We called my parents, and they came to look after Avalon. The morning was filled with me doing last minute cleaning and hospital bag packing, and Avalon squealing with delight at my parent’s play. I wish I could have stayed there until the birth itself. Unfortunately, I had a strep b infection, which 20% of women have, and it causes no harm to us, but to an unborn child can kill them if antibiotics are not administered throughout the labour. I’m just one of these unlucky women whose waters break at the start of labour instead of in the heat of the action.
So upon calling the hospital, I still had to be admitted even though labour hadn’t properly started. My contractions were 10-15 apart, some intense, some unnoticeable. This was prelabour. Again. Avy’s prelabour lasted 31 hours. I prayed for a faster one this time, and God was merciful. Only 16 hours with Willow!
I was cannulated, injected a couple of times with antibiotics, and left to my own devices to get this labour happening. We spent our time equally reading books, walking stairs and staying active to try to get the show on the road. Nothing exhausting, but enough just to jiggle this bub into the right position if something wasn’t aligned properly.
Craig was sent home once visiting hours were over for an early night, and I had a sleepless night ahead of me. Craig was woken at 11pm that night by a phonecall.
“Craig, it’s started”
“Oh ok, should I come now?”
The midwives didn’t believe me that labour had started. They’d told me to have a shower. I was all emotional. I wanted Craig with me, and I didn’t want to birth this baby alone in the shower. I’ve heard storied of how fast it can all happen, and having only 16 months between births, you just never know what your body’s going to do second time round.
“They won’t send me to labour ward. I don’t think they believe me. But I need you here, they’re really painful to get through without massage.”
Craig reassured me it’d be ok, to have the shower and then tell them again.
So I did. Instead of the shower helping them, they were now 8 minutes apart and QUITE painful. I had to breathe through the wave and use all my techniques I’d learnt to cope without collapsing in a heap.

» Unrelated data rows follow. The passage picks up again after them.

//! Dormand–Prince 5(4) Butcher tableau.
//!
//! The seventh stage is evaluated at the fifth-order solution, so its
//! derivative is reused as the first stage of the next step.

/// Stage nodes `cᵢ` for stages 2 through 7.
pub(super) const C: [f64; 6] = [1.0 / 5.0, 3.0 / 10.0, 4.0 / 5.0, 8.0 / 9.0, 1.0, 1.0];

/// Stage coefficients `aᵢⱼ` for stages 2 through 7, by row.
pub(super) const A: [&[f64]; 6] = [
    &[1.0 / 5.0],
    &[3.0 / 40.0, 9.0 / 40.0],
    &[44.0 / 45.0, -56.0 / 15.0, 32.0 / 9.0],
    &[
        19372.0 / 6561.0,
        -25360.0 / 2187.0,
        64448.0 / 6561.0,
        -212.0 / 729.0,
    ],
    &[
        9017.0 / 3168.0,
        -355.0 / 33.0,
        46732.0 / 5247.0,
        49.0 / 176.0,
        -5103.0 / 18656.0,
    ],
    &[
        35.0 / 384.0,
        0.0,
        500.0 / 1113.0,
        125.0 / 192.0,
        -2187.0 / 6784.0,
        11.0 / 84.0,
    ],
];

/// Fourth-order embedded weights over all seven stages.
pub(super) const B4: [f64; 7] = [
    5179.0 / 57600.0,
    0.0,
    7571.0 / 16695.0,
    393.0 / 640.0,
    -92097.0 / 339200.0,
    187.0 / 2100.0,
    1.0 / 40.0,
];

#[cfg(test)]
mod tests {
    use super::*;

    use approx::assert_relative_eq;

    #[test]
    fn rows_sum_to_their_node() {
        for (row, c) in A.iter().zip(C) {
            assert_relative_eq!(row.iter().sum::<f64>(), c, epsilon = 1e-12);
        }
    }

    #[test]
    fn embedded_weights_sum_to_one() {
        assert_relative_eq!(B4.iter().sum::<f64>(), 1.0, epsilon = 1e-12);
    }
}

The midwives finally listened to me, and one of them came to time them. By this time, they were now 5 minutes apart and growing in intensity with every one.
They told me to pack up, they were moving me down to the birthing suites.
Finally! How do you convince someone that you’re really labouring, when you’re not screaming in agony but breathing through the contractions? To an outsider, I must have looked too calm, so she dismissed me. I forgive her, even though at the time, this midwife was my mortal enemy, a barrier between myself and craig being together at this birth.
They transferred me to a lovely big room at about 12.30am Easter Saturday, so I called Craig again and told him to tally ho over, that we were now ready. He called my doula (birth assistant) on the way, and Willow was to be born that morning.